Pretend you are a developer. You buy a perfectly nice house on a nice piece of land for $870,000. Then you knock it down. When you can't get what you want (townhouses galore on the demolished property), you sell the same property, minus the house, for $1.195 mil.
That's exactly what Desmond Neill has decided to do, as a result of the emergency downzoning order we told you about here. Will the 1/2 acre lot -- what one commenter describes here as now a "mud puddle on North Mountain" -- fetch that kind of cash?
Here are some comps. A smaller lot off Grove Street on Mount Vernon Road sold for $335,000; a new house is being built on the site and is for sale now for just slightly over a million.
A lot sized 1.3 acres, located at 354 Orange Road, sold for 1,200,000 in July.
Here's what others think about Neill's latest move, including realtor Roberta Baldwin...
From the Star Ledger:
"I don't know, like $325,000," Roberta Baldwin, a Montclair real-estate agent, said when first asked to guess the asking price. When told the figure, she considered the scarcity. "There are so few lots for sale. ... So really, it's up for grabs, but will they (buyers) come?"Baldwin, who works with Montclair's ReMax Village Square Realtors, said there are some mansions nearby but that the locale is not ideal.
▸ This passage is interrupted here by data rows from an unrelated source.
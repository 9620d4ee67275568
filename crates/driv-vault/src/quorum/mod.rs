//! Quorum module - unlock thresholds for death verification
//!
//! This module provides:
//! - The reference fractional threshold (`max(2, T * 0.66)`, float compare)
//! - The corrected two-thirds threshold (`max(2, ceil(2T / 3))`, integer)

pub mod policy;

pub use policy::{literal_threshold, two_thirds_threshold, QuorumPolicy};
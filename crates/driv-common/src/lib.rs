//! # DRIV Common
//!
//! Shared record types, errors, and identity primitives for the Digital Rights
//! Inheritance Vault.
//!
//! ## Core Types
//!
//! - [`Vault`]: container for digital assets with a lock flag
//! - [`TrustedParty`]: heir, verifier, or executor designated by the vault owner
//! - [`DeathVerification`]: evidence submission subject to independent review
//! - [`Asset`], [`LegacyInstruction`], [`Notification`], [`Subscription`], [`User`]: owner-scoped records
//!
//! ## Security
//!
//! - [`security::principal`]: acting user identity and the authenticator seam

pub mod error;
pub mod security;
pub mod types;

// Re-export commonly used types at crate root
pub use error::{Result, StoreError, VaultError};
pub use security::principal::{Actor, Authenticator, StaticAuthenticator};
pub use types::{
    asset::{Asset, AssetCategory, AssetCreate},
    death_verification::{DeathVerification, DeathVerificationCreate, VerificationStatus},
    legacy_instruction::{ActionType, LegacyInstruction, LegacyInstructionCreate},
    notification::{Notification, NotificationCreate, NotificationKind},
    subscription::{BillingCycle, Subscription, SubscriptionCreate},
    trusted_party::{RoleType, TrustedParty, TrustedPartyCreate},
    user::User,
    vault::{Vault, VaultCreate},
};

/// DRIV version
pub const VERSION: &str = env!("CARGO_PKG_VERSION");

/// Name given to the vault created alongside every new account
pub const DEFAULT_VAULT_NAME: &str = "My Primary Vault";

/// Description given to the vault created alongside every new account
pub const DEFAULT_VAULT_DESCRIPTION: &str = "Default vault for digital assets";

/// Absolute floor on the number of verified attestations needed to unlock a vault
pub const MIN_QUORUM: usize = 2;

/// Fraction of registered verifiers used by the reference threshold
pub const REFERENCE_QUORUM_RATIO: f64 = 0.66;

/// Default page size for owner-scoped listings
pub const DEFAULT_LIST_LIMIT: usize = 1000;

/// Notifications are listed newest first and capped at this many
pub const NOTIFICATION_LIST_LIMIT: usize = 100;

/// Generate a fresh opaque record id
pub fn new_id() -> String {
    uuid::Uuid::new_v4().to_string()
}
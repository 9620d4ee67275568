//! Trusted parties designated by vault owners
//!
//! Parties with the verifier role form the denominator of a vault's unlock
//! quorum. Each new party is told about the designation by email.

use std::sync::Arc;

use driv_common::{Actor, Result, RoleType, TrustedParty, TrustedPartyCreate, VaultError};
use tracing::{info, instrument};

use super::vaults::require_owned_vault;
use crate::notify::{send_best_effort, Message, NotificationDispatcher};
use crate::store::{Collection, Filter, Records};

pub struct TrustedPartyService {
    records: Records,
    dispatcher: Arc<dyn NotificationDispatcher>,
    list_limit: usize,
}

impl TrustedPartyService {
    pub fn new(
        records: Records,
        dispatcher: Arc<dyn NotificationDispatcher>,
        list_limit: usize,
    ) -> Self {
        Self {
            records,
            dispatcher,
            list_limit,
        }
    }

    #[instrument(skip(self, create), fields(user_id = %actor.user_id, vault_id = %create.vault_id))]
    pub async fn create(&self, actor: &Actor, create: TrustedPartyCreate) -> Result<TrustedParty> {
        require_owned_vault(&self.records, actor, &create.vault_id).await?;
        let party = TrustedParty::new(actor.user_id.as_str(), create);
        self.records
            .insert(Collection::TrustedParties, &party)
            .await?;
        info!(party_id = %party.id, role = %party.role, "Trusted party added");

        send_best_effort(
            self.dispatcher.as_ref(),
            Message::new(
                party.email.as_str(),
                "You've been added as a trusted party",
                format!(
                    "You have been designated as a {} for {}'s digital vault.",
                    party.role, actor.user_id
                ),
            ),
        )
        .await;

        Ok(party)
    }

    pub async fn list(&self, actor: &Actor, vault_id: Option<&str>) -> Result<Vec<TrustedParty>> {
        let filter = Filter::new()
            .with("user_id", actor.user_id.as_str())
            .with_opt("vault_id", vault_id);
        self.records
            .find(Collection::TrustedParties, &filter, Some(self.list_limit))
            .await
    }

    /// Verifier-role parties of a vault owned by `actor`
    pub async fn verifiers(&self, actor: &Actor, vault_id: &str) -> Result<Vec<TrustedParty>> {
        require_owned_vault(&self.records, actor, vault_id).await?;
        self.records
            .find(
                Collection::TrustedParties,
                &Filter::new()
                    .with("vault_id", vault_id)
                    .with("role", RoleType::Verifier.as_str()),
                Some(self.list_limit),
            )
            .await
    }

    pub async fn delete(&self, actor: &Actor, party_id: &str) -> Result<()> {
        let deleted = self
            .records
            .delete_one(
                Collection::TrustedParties,
                &Filter::new()
                    .with("id", party_id)
                    .with("user_id", actor.user_id.as_str()),
            )
            .await?;
        if deleted == 0 {
            return Err(VaultError::not_found("Trusted party", party_id));
        }
        Ok(())
    }
}

impl std::fmt::Debug for TrustedPartyService {
    fn fmt(&self, f: &mut std::fmt::Formatter<'_>) -> std::fmt::Result {
        f.debug_struct("TrustedPartyService")
            .field("list_limit", &self.list_limit)
            .finish_non_exhaustive()
    }
}
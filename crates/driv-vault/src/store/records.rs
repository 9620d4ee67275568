//! Typed access to the document store
//!
//! Encodes records with serde on the way in and decodes them on the way out.
//! Timestamps cross the boundary as RFC 3339 strings.

use std::sync::Arc;

use driv_common::{Result, StoreError};
use serde::{de::DeserializeOwned, Serialize};
use serde_json::Value;

use super::document::{Collection, Document, DocumentStore, Filter, Update};

/// Serialize a record into a storable document
pub fn encode<T: Serialize>(record: &T) -> Result<Document> {
    match serde_json::to_value(record)? {
        Value::Object(doc) => Ok(doc),
        _ => Err(StoreError::NotAnObject.into()),
    }
}

pub fn decode<T: DeserializeOwned>(doc: Document) -> Result<T> {
    Ok(serde_json::from_value(Value::Object(doc))?)
}

/// Shared handle over a document store
#[derive(Clone)]
pub struct Records {
    store: Arc<dyn DocumentStore>,
}

impl Records {
    pub fn new(store: Arc<dyn DocumentStore>) -> Self {
        Self { store }
    }

    pub fn store(&self) -> &Arc<dyn DocumentStore> {
        &self.store
    }

    pub async fn insert<T: Serialize + Sync>(&self, collection: Collection, record: &T) -> Result<()> {
        let doc = encode(record)?;
        self.store.insert_one(collection, doc).await?;
        Ok(())
    }

    pub async fn find<T: DeserializeOwned>(
        &self,
        collection: Collection,
        filter: &Filter,
        limit: Option<usize>,
    ) -> Result<Vec<T>> {
        self.store
            .find(collection, filter, limit)
            .await?
            .into_iter()
            .map(decode)
            .collect()
    }

    pub async fn find_one<T: DeserializeOwned>(
        &self,
        collection: Collection,
        filter: &Filter,
    ) -> Result<Option<T>> {
        self.store
            .find_one(collection, filter)
            .await?
            .map(decode)
            .transpose()
    }

    pub async fn count(&self, collection: Collection, filter: &Filter) -> Result<usize> {
        Ok(self.store.count(collection, filter).await?)
    }

    pub async fn update_one(
        &self,
        collection: Collection,
        filter: &Filter,
        update: &Update,
    ) -> Result<usize> {
        Ok(self.store.update_one(collection, filter, update).await?)
    }

    pub async fn delete_one(&self, collection: Collection, filter: &Filter) -> Result<usize> {
        Ok(self.store.delete_one(collection, filter).await?)
    }
}

impl std::fmt::Debug for Records {
    fn fmt(&self, f: &mut std::fmt::Formatter<'_>) -> std::fmt::Result {
        f.debug_struct("Records").finish_non_exhaustive()
    }
}
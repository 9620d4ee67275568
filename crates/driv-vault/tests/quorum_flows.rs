//! End-to-end flows through the DrivVault facade

use std::sync::atomic::{AtomicBool, Ordering};
use std::sync::Arc;

use async_trait::async_trait;
use driv_common::{
    Actor, BillingCycle, DeathVerification, DeathVerificationCreate, RoleType, StoreError,
    SubscriptionCreate, TrustedParty, TrustedPartyCreate, User, Vault, VaultError,
    VerificationStatus,
};
use driv_vault::notify::DispatchError;
use driv_vault::store::Document;
use driv_vault::{
    Collection, DocumentStore, DrivConfig, DrivVault, Filter, InMemoryStore, LogDispatcher,
    Message, NotificationDispatcher, QuorumPolicy, Records, UnlockWrite, Update,
};
use mockall::mock;

mock! {
    Dispatcher {}

    #[async_trait]
    impl NotificationDispatcher for Dispatcher {
        async fn dispatch(&self, message: Message) -> Result<(), DispatchError>;
    }
}

struct Harness {
    vault: Arc<DrivVault>,
    records: Records,
    owner: Actor,
    vault_id: String,
}

impl Harness {
    async fn new(config: DrivConfig) -> Self {
        Self::with(config, Arc::new(InMemoryStore::new()), Arc::new(LogDispatcher)).await
    }

    async fn with(
        config: DrivConfig,
        store: Arc<dyn DocumentStore>,
        dispatcher: Arc<dyn NotificationDispatcher>,
    ) -> Self {
        let records = Records::new(store.clone());
        let user = User::new("owner@example.com", "Owner");
        records.insert(Collection::Users, &user).await.unwrap();
        let mut vault = Vault::primary(user.id.as_str());
        vault.is_locked = true;
        records.insert(Collection::Vaults, &vault).await.unwrap();

        Self {
            vault: Arc::new(DrivVault::open(config, store, dispatcher)),
            records,
            owner: Actor::new(user.id),
            vault_id: vault.id,
        }
    }

    async fn add_verifiers(&self, n: usize) {
        for i in 0..n {
            let party = TrustedParty::new(
                self.owner.user_id.as_str(),
                TrustedPartyCreate {
                    vault_id: self.vault_id.clone(),
                    name: format!("Verifier {i}"),
                    email: format!("v{i}@example.com"),
                    role: RoleType::Verifier,
                    phone: None,
                    relationship: None,
                },
            );
            self.records
                .insert(Collection::TrustedParties, &party)
                .await
                .unwrap();
        }
    }

    async fn seed_verified(&self, n: usize) {
        for _ in 0..n {
            let mut v = DeathVerification::new(self.owner.user_id.as_str(), self.request());
            v.status = VerificationStatus::Verified;
            self.records
                .insert(Collection::DeathVerifications, &v)
                .await
                .unwrap();
        }
    }

    fn request(&self) -> DeathVerificationCreate {
        DeathVerificationCreate {
            vault_id: self.vault_id.clone(),
            submitted_by: "party".into(),
            evidence_type: "death_certificate".into(),
            evidence_url: None,
            notes: None,
        }
    }

    async fn submit(&self) -> DeathVerification {
        self.vault
            .verifications()
            .submit(&self.owner, self.request())
            .await
            .unwrap()
    }

    async fn submit_and_verify(&self) {
        let created = self.submit().await;
        self.vault
            .verifications()
            .update_status(&self.owner, &created.id, "verified")
            .await
            .unwrap();
    }

    async fn is_locked(&self) -> bool {
        let vault: Vault = self
            .records
            .find_one(Collection::Vaults, &Filter::new().with("id", self.vault_id.as_str()))
            .await
            .unwrap()
            .unwrap();
        vault.is_locked
    }
}

fn retriggering(policy: QuorumPolicy) -> DrivConfig {
    let mut config = DrivConfig::default();
    config.quorum.policy = policy;
    config.verification.retrigger_on_status_update = true;
    config
}

#[tokio::test]
async fn test_literal_threshold_table() {
    // (registered verifiers, verified needed)
    let table = [(0, 2), (1, 2), (2, 2), (3, 2), (4, 3), (5, 4), (10, 7)];

    for (verifiers, needed) in table {
        let h = Harness::new(retriggering(QuorumPolicy::Literal)).await;
        h.add_verifiers(verifiers).await;

        for _ in 0..needed - 1 {
            h.submit_and_verify().await;
        }
        assert!(h.is_locked().await, "T={verifiers}: locked below {needed}");

        h.submit_and_verify().await;
        assert!(!h.is_locked().await, "T={verifiers}: unlocked at {needed}");
    }
}

#[tokio::test]
async fn test_policies_diverge_at_fifty_verifiers() {
    for (policy, needed) in [(QuorumPolicy::Literal, 33), (QuorumPolicy::TwoThirds, 34)] {
        let h = Harness::new(retriggering(policy)).await;
        h.add_verifiers(50).await;
        h.seed_verified(needed - 1).await;

        let outcome = h
            .vault
            .verifications()
            .recheck(&h.owner, &h.vault_id)
            .await
            .unwrap();
        assert!(!outcome.met, "{policy}: {} verified is short", needed - 1);

        h.submit_and_verify().await;
        assert!(!h.is_locked().await, "{policy}: unlocks at {needed}");
    }
}

#[tokio::test]
async fn test_reference_flow_waits_for_next_submission() {
    let h = Harness::new(DrivConfig::default()).await;

    h.submit_and_verify().await;
    h.submit_and_verify().await;
    assert!(h.is_locked().await, "status updates do not re-evaluate");

    // The next submission counts the two verified records
    let pending = h.submit().await;
    assert_eq!(pending.status, VerificationStatus::Pending);
    assert!(!h.is_locked().await);
}

#[tokio::test]
async fn test_pending_and_rejected_never_unlock() {
    let h = Harness::new(retriggering(QuorumPolicy::Literal)).await;

    for _ in 0..3 {
        h.submit().await;
    }
    let rejected = h.submit().await;
    h.vault
        .verifications()
        .update_status(&h.owner, &rejected.id, "rejected")
        .await
        .unwrap();

    let outcome = h
        .vault
        .verifications()
        .recheck(&h.owner, &h.vault_id)
        .await
        .unwrap();
    assert_eq!(outcome.verified, 0);
    assert!(h.is_locked().await);

    let err = h
        .vault
        .verifications()
        .update_status(&h.owner, &rejected.id, "verified")
        .await
        .unwrap_err();
    assert!(matches!(err, VaultError::InvalidTransition { .. }));
}

#[tokio::test]
async fn test_submission_after_unlock_rewrites_flag() {
    let h = Harness::new(DrivConfig::default()).await;
    h.seed_verified(2).await;

    h.submit().await;
    assert!(!h.is_locked().await);

    let outcome = h
        .vault
        .verifications()
        .recheck(&h.owner, &h.vault_id)
        .await
        .unwrap();
    assert!(outcome.met);
    assert!(!outcome.unlocked);
    assert!(!h.is_locked().await);
}

#[tokio::test]
async fn test_foreign_vault_submission_writes_nothing() {
    let h = Harness::new(DrivConfig::default()).await;
    h.seed_verified(2).await;

    let err = h
        .vault
        .verifications()
        .submit(&Actor::new("stranger"), h.request())
        .await
        .unwrap_err();
    assert!(err.is_not_found());

    let stored = h
        .records
        .count(Collection::DeathVerifications, &Filter::new())
        .await
        .unwrap();
    assert_eq!(stored, 2);
    assert!(h.is_locked().await);
}

#[tokio::test(flavor = "multi_thread", worker_threads = 4)]
async fn test_concurrent_submissions_unlock_once() {
    let mut dispatcher = MockDispatcher::new();
    dispatcher
        .expect_dispatch()
        .withf(|m| m.subject == "Vault unlocked")
        .times(1)
        .returning(|_| Ok(()));

    let mut config = DrivConfig::default();
    config.quorum.unlock_write = UnlockWrite::CompareAndSet;
    config.quorum.notify_on_unlock = true;

    let h = Harness::with(config, Arc::new(InMemoryStore::new()), Arc::new(dispatcher)).await;
    h.seed_verified(2).await;

    let handles: Vec<_> = (0..8)
        .map(|_| {
            let vault = h.vault.clone();
            let owner = h.owner.clone();
            let request = h.request();
            tokio::spawn(async move { vault.verifications().submit(&owner, request).await })
        })
        .collect();

    for result in futures::future::join_all(handles).await {
        result.unwrap().unwrap();
    }

    assert!(!h.is_locked().await);
    let alerts = h
        .vault
        .notifications()
        .list(&h.owner)
        .await
        .unwrap();
    assert_eq!(alerts.len(), 1);
}

#[tokio::test]
async fn test_submitter_must_be_trusted_party() {
    let mut config = DrivConfig::default();
    config.verification.validate_submitter = true;
    let h = Harness::new(config).await;

    let err = h
        .vault
        .verifications()
        .submit(&h.owner, h.request())
        .await
        .unwrap_err();
    assert!(err.is_validation());

    h.add_verifiers(1).await;
    let parties = h
        .vault
        .trusted_parties()
        .verifiers(&h.owner, &h.vault_id)
        .await
        .unwrap();
    let request = DeathVerificationCreate {
        submitted_by: parties[0].id.clone(),
        ..h.request()
    };
    h.vault
        .verifications()
        .submit(&h.owner, request)
        .await
        .unwrap();
}

/// Store whose vault updates fail while `failing` is set
struct FlakyVaultStore {
    inner: InMemoryStore,
    failing: AtomicBool,
}

#[async_trait]
impl DocumentStore for FlakyVaultStore {
    async fn insert_one(&self, collection: Collection, doc: Document) -> Result<(), StoreError> {
        self.inner.insert_one(collection, doc).await
    }

    async fn find(
        &self,
        collection: Collection,
        filter: &Filter,
        limit: Option<usize>,
    ) -> Result<Vec<Document>, StoreError> {
        self.inner.find(collection, filter, limit).await
    }

    async fn count(&self, collection: Collection, filter: &Filter) -> Result<usize, StoreError> {
        self.inner.count(collection, filter).await
    }

    async fn update_one(
        &self,
        collection: Collection,
        filter: &Filter,
        update: &Update,
    ) -> Result<usize, StoreError> {
        if collection == Collection::Vaults && self.failing.load(Ordering::SeqCst) {
            return Err(StoreError::Backend("vault write rejected".into()));
        }
        self.inner.update_one(collection, filter, update).await
    }

    async fn delete_one(
        &self,
        collection: Collection,
        filter: &Filter,
    ) -> Result<usize, StoreError> {
        self.inner.delete_one(collection, filter).await
    }

    async fn close(&self) -> Result<(), StoreError> {
        self.inner.close().await
    }
}

#[tokio::test]
async fn test_failed_unlock_keeps_submission_and_recheck_repairs() {
    let store = Arc::new(FlakyVaultStore {
        inner: InMemoryStore::new(),
        failing: AtomicBool::new(true),
    });
    let h = Harness::with(DrivConfig::default(), store.clone(), Arc::new(LogDispatcher)).await;
    h.seed_verified(2).await;

    let err = h
        .vault
        .verifications()
        .submit(&h.owner, h.request())
        .await
        .unwrap_err();
    assert!(matches!(err, VaultError::Storage(_)));

    let stored = h.vault.verifications().list(&h.owner, None).await.unwrap();
    assert_eq!(stored.len(), 3, "submission persisted despite failed unlock");
    assert!(h.is_locked().await);

    store.failing.store(false, Ordering::SeqCst);
    let outcome = h
        .vault
        .verifications()
        .recheck(&h.owner, &h.vault_id)
        .await
        .unwrap();
    assert!(outcome.unlocked);
    assert!(!h.is_locked().await);
}

#[tokio::test]
async fn test_shutdown_closes_store() {
    let h = Harness::new(DrivConfig::default()).await;
    h.vault.shutdown().await.unwrap();

    let err = h
        .vault
        .verifications()
        .submit(&h.owner, h.request())
        .await
        .unwrap_err();
    assert!(matches!(err, VaultError::Storage(StoreError::Closed)));
}

#[tokio::test]
async fn test_registered_session_drives_vault_operations() {
    let vault = DrivVault::in_memory(DrivConfig::default());
    let (session, primary) = vault
        .accounts()
        .register("ada@example.com", "Ada")
        .await
        .unwrap();

    let actor = vault
        .authenticate(&format!("Bearer {}", session.access_token))
        .await
        .unwrap();
    assert_eq!(actor.user_id, session.user.id);
    assert_eq!(vault.vaults().get(&actor, &primary.id).await.unwrap(), primary);

    let subscription = vault
        .subscriptions()
        .create(
            &actor,
            SubscriptionCreate {
                service_name: "Music".into(),
                category: "entertainment".into(),
                amount: 9.99,
                billing_cycle: BillingCycle::Monthly,
                auto_cancel_enabled: true,
            },
        )
        .await
        .unwrap();
    assert_eq!(
        vault.subscriptions().list(&actor).await.unwrap(),
        vec![subscription]
    );

    assert!(vault.accounts().logout(&session.access_token));
    let err = vault.authenticate(&session.access_token).await.unwrap_err();
    assert!(matches!(err, VaultError::Unauthorized));
}

#[tokio::test]
async fn test_failed_retrigger_keeps_status_update() {
    let store = Arc::new(FlakyVaultStore {
        inner: InMemoryStore::new(),
        failing: AtomicBool::new(true),
    });
    let config = retriggering(QuorumPolicy::Literal);
    let h = Harness::with(config, store.clone(), Arc::new(LogDispatcher)).await;
    h.seed_verified(1).await;

    // One verified record is short of quorum, so no vault write happens yet
    let pending = h.submit().await;
    let err = h
        .vault
        .verifications()
        .update_status(&h.owner, &pending.id, "verified")
        .await
        .unwrap_err();
    assert!(matches!(err, VaultError::Storage(_)));

    let stored: DeathVerification = h
        .records
        .find_one(
            Collection::DeathVerifications,
            &Filter::new().with("id", pending.id.as_str()),
        )
        .await
        .unwrap()
        .unwrap();
    assert_eq!(stored.status, VerificationStatus::Verified);
    assert!(stored.verified_at.is_some());
    assert!(h.is_locked().await);

    store.failing.store(false, Ordering::SeqCst);
    let outcome = h
        .vault
        .verifications()
        .recheck(&h.owner, &h.vault_id)
        .await
        .unwrap();
    assert!(outcome.unlocked);
}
"It's a wonderful in-town location, but it's not a gorgeous, a Fairway or Estate location where you'd be building a very large and elegant home," she said. Still, she said, there's positives. "That part of North Mountain is very sweet."
One lot Baldwin recalls for sale was on Lorraine Ave. It went for $425,400; a new house built on that lot sold for $1.5 mil.
















A general rule of thumb for developers is that the price of the land should not exceed 1/3 or the combined selling price of the new structures put on the land. Even if the lot were subdivided for 2 single family residences, a builder would have to put up 2 $1.8mm homes to justify the cost of the land. It doesn't seem like the economics would work on this particular lot.